Recently, China's first AI input method - Baidu input method AI explorer was officially unveiled. This is a new input product with default input mode of voice input, and it also accepts multisensory inputs like facial expressions, limbs, etc.
Meanwhile, Baidu announced that voice technology has achieved a breakthrough that is of great significance to both academia and industrial community. Streaming truncated multi-layer attention (SMLTA) modeling has improved online speech recognition accuracy by 15 percent, and the online speech recognition service based on Attention technology was applied on a large scale for the first time in the world.
Baidu input method AI explorer is officially unveiled. [Photo provided to chinadaily.com.cn] |
Gao Liang, director of Baidu's voice technology department, released the latest breakthrough of Baidu speech technology, the Deep Peak 2 model. Its full name is "Context-independent phoneme combination modeling based on LSTM and CTC".
This new model breaks through the traditional model that has been used for over ten years, and can fully exert the parameter advantages of the neural network model, greatly improving the recognition accuracy of Chinese and English as well as mixed input in various styles and accents (such as reading, chatting, soft voice).
Thus, the relative accuracy rate of the modeling in conversational scenarios is 20 percent higher than the industry leading level, making the machine more suitable to users when conducting daily conversations.
Wang Haifeng, Baidu's senior vice president delivers a speech at the product launch. [Photo provided to chinadaily.com.cn] |
Cai Yuting, superintendent of Baidu's input method, announced the official launch of Baidu's input method v8.0. This version adds two new AI functions, "Voice Shorthand" and "AR Emoticon" to its existing AI functions.
Among them, "Voice Shorthand" exclusively launched the "voiceprint recognition" technology. This technology is aimed at small conferences of two or three people, and it is capable of automatically distinguishing speakers according to voiceprints in order to realize intelligent voice recognition.

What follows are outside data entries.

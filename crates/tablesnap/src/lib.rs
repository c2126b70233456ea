//! Dump table contents to files, reload them, and turn them into test fixtures.
//!
//! Every operation is a method on [`Project`], which binds a project root and
//! a [`SnapConfig`]. The data-access layer is injected per call through the
//! [`DataAccess`] trait; this crate never talks to a database on its own.
//! The in-memory `MemoryStore` backend is behind the `memory` feature.
//!
//! ```no_run
//! use tablesnap::{EntityDef, Project, Selector, SnapConfig};
//! use tablesnap_core::MemoryStore;
//!
//! let project = Project::new("/srv/app", SnapConfig::default());
//! let widgets = EntityDef::new("widgets").attribute("name");
//! let mut db = MemoryStore::new();
//!
//! project.dump(&db, &widgets, None, &Selector::All)?;
//! project.load(&mut db, &widgets, None)?;
//! project.export_fixture(&db, &widgets, Some(10))?;
//! # Ok::<(), tablesnap::SnapError>(())
//! ```

mod encode;
pub mod dump;
pub mod fixture;
pub mod load;
pub mod project;
pub mod skeleton;
pub mod writer;

pub use dump::dump_document;
pub use fixture::{FixtureDocument, fixture_document, join_fixture_document};
pub use load::parse_dump;
pub use project::Project;
pub use skeleton::{SKELETON_RECORD_COUNT, skeleton_document};

pub use tablesnap_config::{FileFormat, SnapConfig};
pub use tablesnap_core::{
    AssociationDef, AssociationKind, AttributeDef, AttributeMap, Condition, DataAccess, EntityDef,
    FindOptions, Inheritance, Order, OrderBy, Record, Result, Selector, SnapError, Value,
};
#[cfg(feature = "memory")]
pub use tablesnap_core::MemoryStore;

The "AR Emoticon" function is based on Baidu's leading face recognition technology and AR technology. Users can not only perform face recognition with cameras or photo albums to create emoticons, but can also control virtual characters through their own facial expressions. The AR expressions produced in this way can be displayed directly through input method search, voice input and keyboard input.
Baidu's input method has been combined with Chinese intangible cultural heritage. [Photo provided to chinadaily.com.cn] |
At the same time, Baidu's input method has been combined with Chinese intangible cultural heritage such as Taohuawu, to introduce Chinese folk traditional art like New Year's painting into its emoticon, bringing many classical figures to real life and making them inherit Chinese historical culture.
Cai remarked at the product launch that, "The Baidu input method v8.0 version not only upgrades its functions, but also embraces the young culture and meet user's individual needs. The application of AI technology such as voice and image recognition in the input method propels the input method to break through the limitations of the words, and adapts to users' different forms of expression."
It is expected that, in addition to the human-computer interaction of text, sound and pictures, Baidu input method will also capture information from movement and eye contact, to provide users with more natural and personalized experience.